Bibliographic details: Liu S L, Lebrun C M.  Effect of oral contraceptives and hormone replacement therapy on bone mineral density in premenopausal and perimenopausal women: a systematic review. British Journal of Sports Medicine 2006; 40(1): 11-24. [PMC free article: PMC2491937] [PubMed: 16371485]

Quality assessment

This review evaluated the effect of oral contraceptives on bone mineral density. The authors concluded that there is good evidence of a positive effect in perimenopausal women and fair evidence of a positive effect in hypothalamic oligo/amenorrhoeic premenopausal women. Poor reporting of review methods and reliance on a few small randomised controlled trials mean that these results should be interpreted with caution.
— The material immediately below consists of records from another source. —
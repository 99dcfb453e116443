// cli.rs - Command-line interface configuration
use clap::Parser;
use std::path::PathBuf;
use std::time::Duration;

use crate::ViewerConfig;

#[derive(Parser, Debug, Clone)]
#[command(name = "stlview")]
#[command(about = "Terminal STL viewer", long_about = None)]
pub struct Cli {
    /// STL file to open; a built-in cube is shown when omitted
    pub path: Option<PathBuf>,

    /// Start with the edge overlay hidden
    #[arg(long = "no-edges", default_value = "false")]
    pub no_edges: bool,

    /// Start with back-face culling disabled
    #[arg(long = "no-cull", default_value = "false")]
    pub no_cull: bool,

    /// Target frame rate
    #[arg(long, default_value_t = 30)]
    pub fps: u32,

    /// Import progress polling interval in milliseconds
    #[arg(long = "poll-ms", default_value_t = 5)]
    pub poll_ms: u64,

    /// Automatic orbit about the vertical axis, degrees per frame
    #[arg(long, default_value_t = 0.0, allow_negative_numbers = true)]
    pub spin: f32,

    /// Zoom change per unit of ctrl+right drag
    #[arg(long = "zoom-sensitivity", default_value_t = 5.0)]
    pub zoom_sensitivity: f32,

    /// Write log output to this file instead of stderr
    #[arg(long = "log-file")]
    pub log_file: Option<PathBuf>,
}

impl Cli {
    pub fn config(&self) -> ViewerConfig {
        ViewerConfig {
            path: self.path.clone(),
            show_edges: !self.no_edges,
            cull_back_faces: !self.no_cull,
            frame_time: Duration::from_millis(1000 / u64::from(self.fps.max(1))),
            poll_interval: Duration::from_millis(self.poll_ms.max(1)),
            spin_deg: self.spin,
            zoom_sensitivity: self.zoom_sensitivity,
        }
    }
}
Full critical summary

Abstract

Seventy five articles on the effect of oral contraceptives and other hormone replacement on bone density in premenopausal and perimenopausal women were reviewed. The evidence was appraised using the Oxford Centre for Evidence-Based Medicine levels of evidence. There is good evidence for a positive effect of oral contraceptives on bone density in perimenopausal women, and fair evidence for a positive effect in "hypothalamic" oligo/amenorrhoeic premenopausal women. There is limited evidence for a positive effect in healthy and anorexic premenopausal women. In hypothalamic oligo/amenorrhoeic women, baseline bone density has been shown to be significantly lower than that in healthy controls, therefore the decision to treat is clinically more important. The ideal formulation(s) and duration of treatment remain to be determined by further longitudinal and prospective randomised controlled trials in larger subject populations.

CRD has determined that this article meets the DARE scientific quality criteria for a systematic review.